Por eso resolvió continuar buscando, lo más pronto posible, aquellas situaciones que en sí mismas pudieran tener para él un contenido tan peculiarmente valioso; y muy frecuentemente dejaba descansar la mirada en Basini, cuando éste, creyendo que nadie lo observaba, se movía inocentemente entre los otros. «Alguna vez —pensaba Törless— volveré a vivir esa sensación y acaso sea más viva y clara que antes». Y este pensamiento lo tranquilizaba por entero. Comprendía que su situación era como la de aquel que, hallándose en un cuarto oscuro, no tiene otra salida, una vez que se le ha escapado el contacto de los dedos la posición de cosas que antes tocaba, que tantear y tantear a la ventura las negras paredes.
Por las noches estos pensamientos perdían, sin embargo, algo de su color. Se avergonzaba, en cierto modo, de haber excluido su primitivo propósito de buscar en el libro que el profesor le había mostrado la explicación que acaso contuviera. Permanecía entonces quietamente tendido en la cama y aguzando el oído en dirección a Basini, cuyo cuerpo ultrajado descansaba en paz como el de todos los demás. Törless permanecía quieto, como un cazador al acecho, con la sensación de que el tiempo empleado en ello tendría su recompensa. Pero, apenas pensaba en el libro, su tranquilidad se veía turbada por una sutil duda, por el presentimiento de que era inútil lo que hacía, por la vacilante confesión de que había sufrido una derrota.
Tan pronto como ese sentimiento impreciso le dominaba, Törless perdía aquella serenidad que se requiere para contemplar el desarrollo de un experimento científico. Basini parecía irradiar una influencia física, un encanto, como el que siente el que duerme junto a una mujer a la que en cualquier momento puede quitarle de encima las sábanas. Era como un cosquilleo en la frente, que se escapaba a la conciencia, la sensación de que bastaba extender la mano. Era lo que, con frecuencia, induce a las jóvenes parejas a entregarse a desórdenes que van mucho más allá de las necesidades de su sensualidad.
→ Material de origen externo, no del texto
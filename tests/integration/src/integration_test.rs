//! End-to-end integration test for the storage layer
//!
//! Exercises the complete flow an embedding application goes through:
//! config loading -> storage construction -> file lifecycle -> enumeration.

use pretty_assertions::assert_eq;
use std::collections::BTreeSet;
use std::fs;
use storage_fs::{Error, FileStorage, LocalFileStorage, StoreConfig, TemporaryFileStorage};
use storage_test_utils::TestStore;
use tempfile::TempDir;

/// Write a TOML configuration pointing at `root`
fn write_config(dir: &TempDir, root: &std::path::Path) -> std::path::PathBuf {
    let path = dir.path().join("storage.toml");
    fs::write(
        &path,
        format!(
            "root = {:?}\nfile_mode = 0o664\ndir_mode = 0o2770\n",
            root.display().to_string()
        ),
    )
    .unwrap();
    path
}

/// Uploads, lists and removes module assets the way a consumer would,
/// depending only on the storage trait.
fn manage_assets<S: FileStorage>(storage: &S) -> Result<BTreeSet<String>, Error> {
    storage.create("modules/monitoring/logo.png", &[0x89, b'P', b'N', b'G'])?;
    storage.create("modules/monitoring/config.ini", b"[general]\n")?;
    storage.create("README", b"assets")?;
    storage.update("modules/monitoring/config.ini", b"[general]\nenabled = 1\n")?;
    storage.delete("README")?;

    storage
        .files()?
        .map(|entry| entry.map(|path| path.to_string()))
        .collect()
}

#[test]
fn test_configured_storage_lifecycle() {
    let temp = TempDir::new().unwrap();
    let root = temp.path().join("var").join("storage");
    let config_path = write_config(&temp, &root);

    let config = StoreConfig::load(&config_path).unwrap();
    let storage = LocalFileStorage::with_config(&config);

    let files = manage_assets(&storage).unwrap();

    assert_eq!(
        files,
        BTreeSet::from([
            "modules/monitoring/config.ini".to_string(),
            "modules/monitoring/logo.png".to_string(),
        ])
    );
    assert_eq!(
        storage.read("modules/monitoring/config.ini").unwrap(),
        b"[general]\nenabled = 1\n"
    );
}

#[test]
fn test_temporary_storage_lifecycle() {
    let storage = TemporaryFileStorage::new().unwrap();
    let root = storage.root().to_path_buf();

    let files = manage_assets(&storage).unwrap();
    assert_eq!(files.len(), 2);

    drop(storage);
    assert!(!root.exists(), "temporary storage should clean up after itself");
}

#[test]
fn test_concrete_scenario() {
    let store = TestStore::new();
    let storage = store.storage();

    storage.create("foo/bar", b"Hello world!").unwrap();
    assert_eq!(storage.read("foo/bar").unwrap(), b"Hello world!");
    assert_eq!(store.listed(), vec!["foo/bar".to_string()]);
    storage.delete("foo/bar").unwrap();

    assert!(matches!(
        storage.read("foo/bar"),
        Err(Error::NotFound { .. })
    ));
    // The emptied directory remains but is never listed.
    assert!(store.listed().is_empty());
    assert!(store.root().join("foo").is_dir());
}

#[test]
fn test_two_stores_sharing_a_root() {
    let store = TestStore::new();
    let other = LocalFileStorage::new(store.root());

    store.storage().create("shared", b"first").unwrap();

    assert!(other.exists("shared").unwrap());
    assert!(matches!(
        other.create("shared", b"second"),
        Err(Error::AlreadyExists { .. })
    ));
    assert_eq!(other.read("shared").unwrap(), b"first");
}
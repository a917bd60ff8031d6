//! Filesystem primitives with permission handling

use std::fs::{self, File, OpenOptions};
use std::io::{self, Write};
use std::path::Path;

use crate::{Error, Result};

/// Ensure that `dir` and all of its ancestors exist.
///
/// Missing directories are created top-down, each with `mode`. A directory
/// that appears concurrently counts as created.
pub fn ensure_dir(dir: &Path, mode: u32) -> Result<()> {
    if dir.is_dir() {
        return Ok(());
    }

    if let Some(parent) = dir.parent().filter(|p| !p.as_os_str().is_empty()) {
        ensure_dir(parent, mode)?;
    }

    match dir_builder(mode).create(dir) {
        Ok(()) => {
            set_mode(dir, mode).map_err(|e| Error::not_writable(dir, e))?;
            tracing::trace!(dir = %dir.display(), mode = %format!("{mode:o}"), "Created directory");
            Ok(())
        }
        Err(e) if e.kind() == io::ErrorKind::AlreadyExists && dir.is_dir() => Ok(()),
        Err(e) => Err(Error::not_writable(dir, e)),
    }
}

/// Atomically create `path`, failing if anything already exists there.
///
/// Relies on `O_CREAT | O_EXCL` semantics, so of several concurrent callers
/// exactly one succeeds.
pub fn create_new(path: &Path, mode: u32) -> io::Result<File> {
    let mut options = OpenOptions::new();
    options.write(true).create_new(true);

    #[cfg(unix)]
    {
        use std::os::unix::fs::OpenOptionsExt;
        options.mode(mode);
    }

    let file = options.open(path)?;
    // The open mode is filtered through the umask; set it explicitly.
    set_mode(path, mode)?;
    Ok(file)
}

/// Write all of `content` to an already opened file.
pub fn write_content(mut file: File, content: &[u8]) -> io::Result<()> {
    file.write_all(content)?;
    file.flush()
}

/// Replace the content of an existing file.
///
/// Never creates the file: if it vanished since the caller checked, this
/// fails instead of resurrecting it.
pub fn overwrite(path: &Path, content: &[u8]) -> io::Result<()> {
    let file = OpenOptions::new().write(true).truncate(true).open(path)?;
    write_content(file, content)
}

/// Check that `dir` can be opened for listing.
pub fn check_listable(dir: &Path) -> io::Result<()> {
    fs::read_dir(dir).map(|_| ())
}

/// Apply permission bits to `path`. A no-op off Unix.
pub fn set_mode(path: &Path, mode: u32) -> io::Result<()> {
    #[cfg(unix)]
    {
        use std::os::unix::fs::PermissionsExt;
        fs::set_permissions(path, fs::Permissions::from_mode(mode))
    }

    #[cfg(not(unix))]
    {
        let _ = (path, mode);
        Ok(())
    }
}

fn dir_builder(mode: u32) -> fs::DirBuilder {
    let mut builder = fs::DirBuilder::new();

    #[cfg(unix)]
    {
        use std::os::unix::fs::DirBuilderExt;
        builder.mode(mode);
    }

    #[cfg(not(unix))]
    let _ = mode;

    builder
}
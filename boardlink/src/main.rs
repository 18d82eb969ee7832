//! boardlink — bridges a physical board to a remote chess server.
//!
//! Two long-lived flows share one piece of state: the watcher task folds
//! the remote event stream into the live session and drives the device
//! LEDs, while the foreground loop reads lines from the device and submits
//! the ones that look like moves. See `live` for the sharing discipline.

mod config;
mod device;
mod live;
mod render;
mod signals;
mod submit;
mod watcher;

use std::sync::Arc;

use anyhow::Context;
use board_client::HttpBoardApi;
use tokio::io::AsyncBufReadExt;

use config::Config;
use live::SharedGame;
use signals::LineSignalSink;
use submit::{SubmitOutcome, Submitter};
use watcher::Watcher;

#[tokio::main]
async fn main() -> anyhow::Result<()> {
    tracing_subscriber::fmt()
        .with_env_filter(
            tracing_subscriber::EnvFilter::try_from_default_env()
                .unwrap_or_else(|_| tracing_subscriber::EnvFilter::new("info")),
        )
        .init();

    let config = Config::from_env()?;

    let dev = device::open(&config.device)
        .with_context(|| format!("cannot open device {}", config.device.display()))?;
    tracing::info!(device = %config.device.display(), "device connected");

    let api = Arc::new(HttpBoardApi::new(&config.api_url, &config.token));
    let shared = SharedGame::new();

    let watcher = Watcher::new(
        api.clone(),
        shared.clone(),
        LineSignalSink::new(dev.writer),
        config.any_check,
    )
    .with_render();
    tokio::spawn(async move {
        if let Err(e) = watcher.run().await {
            tracing::error!("watcher stopped: {e:#}");
        }
    });

    let submitter = Submitter::new(api, shared);
    let mut lines = dev.reader.lines();
    while let Some(line) = lines.next_line().await? {
        let line = line.trim();
        if line.is_empty() {
            continue;
        }

        match submitter.submit(line).await {
            SubmitOutcome::Sent => tracing::info!(mv = line, "move sent"),
            // Anything that isn't a move is a diagnostic line from the
            // device firmware; surface it as-is.
            SubmitOutcome::NotAMove => tracing::info!("device: {line}"),
            outcome => tracing::warn!(mv = line, "move not sent: {outcome}"),
        }
    }

    tracing::info!("device line channel closed");
    Ok(())
}
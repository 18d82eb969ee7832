//! Remote Board API client library
//!
//! Typed access to the server's ndjson event streams and move submission
//! endpoint. The [`BoardApi`] trait is the seam the bridge is written
//! against; [`HttpBoardApi`] talks to the real server, and the mock (behind
//! the `mock` feature) scripts streams for tests.

mod error;
mod events;
mod http;
#[cfg(any(test, feature = "mock"))]
pub mod mock;
mod traits;

pub use error::{ApiError, ApiResult};
pub use events::{Account, GameEvent, GameRef, GameStateBody, IncomingEvent, OngoingGame, Seat};
pub use http::HttpBoardApi;
pub use traits::{BoardApi, EventStream, GameStream};
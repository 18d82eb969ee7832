pub mod board_display;
pub mod converters;
pub mod game;
pub mod types;
pub mod uci;

pub use board_display::{DisplayBoard, DisplayBoardError};
pub use converters::{format_piece, format_square};
pub use game::{Game, GameError, HistoryEntry};
pub use types::{PieceKind, PlayerSide};
pub use uci::{format_uci_move, normalize_castling, parse_uci};
//! Mock BoardApi implementation for testing
//!
//! Scripts the account, the ongoing-game list and the event streams, and
//! records every call so tests can assert on exactly what was sent.

use std::collections::{HashMap, VecDeque};
use std::sync::{Arc, Mutex};

use async_trait::async_trait;
use futures::StreamExt;

use crate::error::{ApiError, ApiResult};
use crate::events::{Account, GameEvent, IncomingEvent, OngoingGame};
use crate::traits::{BoardApi, EventStream, GameStream};

#[derive(Default)]
struct MockScript {
    account: Option<Account>,
    ongoing: Vec<OngoingGame>,
    incoming: VecDeque<Vec<ApiResult<IncomingEvent>>>,
    game_streams: HashMap<String, VecDeque<Vec<ApiResult<GameEvent>>>>,
    move_results: VecDeque<ApiResult<()>>,
}

/// Recorded calls for verification.
#[derive(Debug, Clone, PartialEq, Eq)]
pub enum MockCall {
    Account,
    OngoingGames,
    StreamEvents,
    StreamGame { game_id: String },
    MakeMove { game_id: String, uci: String },
}

#[derive(Default)]
pub struct MockBoardApi {
    script: Arc<Mutex<MockScript>>,
    call_log: Arc<Mutex<Vec<MockCall>>>,
}

impl MockBoardApi {
    pub fn new() -> Self {
        Self::default()
    }

    /// Configure the authenticated account.
    pub fn with_account(self, id: &str) -> Self {
        self.script.lock().unwrap().account = Some(Account {
            id: id.to_string(),
            username: id.to_string(),
        });
        self
    }

    /// Add an already-in-progress game to the ongoing list.
    pub fn with_ongoing(self, game_id: &str) -> Self {
        self.script.lock().unwrap().ongoing.push(OngoingGame {
            game_id: game_id.to_string(),
        });
        self
    }

    /// Script one incoming-event stream. Each call to `stream_events`
    /// consumes one scripted stream; further calls fail.
    pub fn with_incoming(self, events: Vec<ApiResult<IncomingEvent>>) -> Self {
        self.script.lock().unwrap().incoming.push_back(events);
        self
    }

    /// Script one per-game stream for `game_id`. Streams are consumed in
    /// the order they were scripted.
    pub fn with_game_stream(self, game_id: &str, events: Vec<ApiResult<GameEvent>>) -> Self {
        self.script
            .lock()
            .unwrap()
            .game_streams
            .entry(game_id.to_string())
            .or_default()
            .push_back(events);
        self
    }

    /// Queue a result for the next `make_move` call (defaults to Ok).
    pub fn with_move_result(self, result: ApiResult<()>) -> Self {
        self.script.lock().unwrap().move_results.push_back(result);
        self
    }

    /// Get recorded calls for verification.
    pub fn get_calls(&self) -> Vec<MockCall> {
        self.call_log.lock().unwrap().clone()
    }

    /// The moves submitted so far, as (game_id, uci) pairs.
    pub fn submitted_moves(&self) -> Vec<(String, String)> {
        self.get_calls()
            .into_iter()
            .filter_map(|c| match c {
                MockCall::MakeMove { game_id, uci } => Some((game_id, uci)),
                _ => None,
            })
            .collect()
    }

    fn record(&self, call: MockCall) {
        self.call_log.lock().unwrap().push(call);
    }
}

#[async_trait]
impl BoardApi for MockBoardApi {
    async fn account(&self) -> ApiResult<Account> {
        self.record(MockCall::Account);
        self.script
            .lock()
            .unwrap()
            .account
            .clone()
            .ok_or_else(|| ApiError::NotConfigured("account".to_string()))
    }

    async fn ongoing_games(&self) -> ApiResult<Vec<OngoingGame>> {
        self.record(MockCall::OngoingGames);
        Ok(self.script.lock().unwrap().ongoing.clone())
    }

    async fn stream_events(&self) -> ApiResult<EventStream> {
        self.record(MockCall::StreamEvents);
        let events = self
            .script
            .lock()
            .unwrap()
            .incoming
            .pop_front()
            .ok_or_else(|| ApiError::NotConfigured("stream_events".to_string()))?;
        Ok(futures::stream::iter(events).boxed())
    }

    async fn stream_game(&self, game_id: &str) -> ApiResult<GameStream> {
        self.record(MockCall::StreamGame {
            game_id: game_id.to_string(),
        });
        let events = self
            .script
            .lock()
            .unwrap()
            .game_streams
            .get_mut(game_id)
            .and_then(|q| q.pop_front())
            .ok_or_else(|| ApiError::NotConfigured(format!("stream_game {game_id}")))?;
        Ok(futures::stream::iter(events).boxed())
    }

    async fn make_move(&self, game_id: &str, uci: &str) -> ApiResult<()> {
        self.record(MockCall::MakeMove {
            game_id: game_id.to_string(),
            uci: uci.to_string(),
        });
        self.script
            .lock()
            .unwrap()
            .move_results
            .pop_front()
            .unwrap_or(Ok(()))
    }
}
Según la vehemencia con que se le ocurría la idea de que su empresa quizá tuviera que parecerle ridícula si supiera todo lo que sabían Kant, su profesor y los que han terminado sus estudios, y según la violencia de ese pensamiento, se hacían más débiles o más fuertes sus impulsos voluptuosos que, a pesar del silencio general del dormitorio, le mantenían los ojos abiertos y ardientes. Y esos impulsos eran a veces tan vigorosos que le ahogaban cualquier otro pensamiento. Cuando en esos momentos, a medias gustoso, a medias desesperado, se entregaba a sus susurros, a sus insinuaciones, le ocurría como le ocurre a todos los seres humanos que nunca hacen tantas locuras, nunca se desgarran tanto el alma con el voluptuoso propósito de abandonarse a una profunda sensualidad, que cuando sufrieron un fracaso que alteró el equilibrio de su propia conciencia.
Cuando por fin, después de medianoche, era presa de una inquieta modorra, le parecía algunas veces que alguien del pasillo en que estaban las camas de Reiting y Beineberg se levantaba, tomaba el abrigo y se acercaba el lecho de Basini. Luego abandonaban el dormitorio…; pero bien pudiera haber sido un producto de la imaginación…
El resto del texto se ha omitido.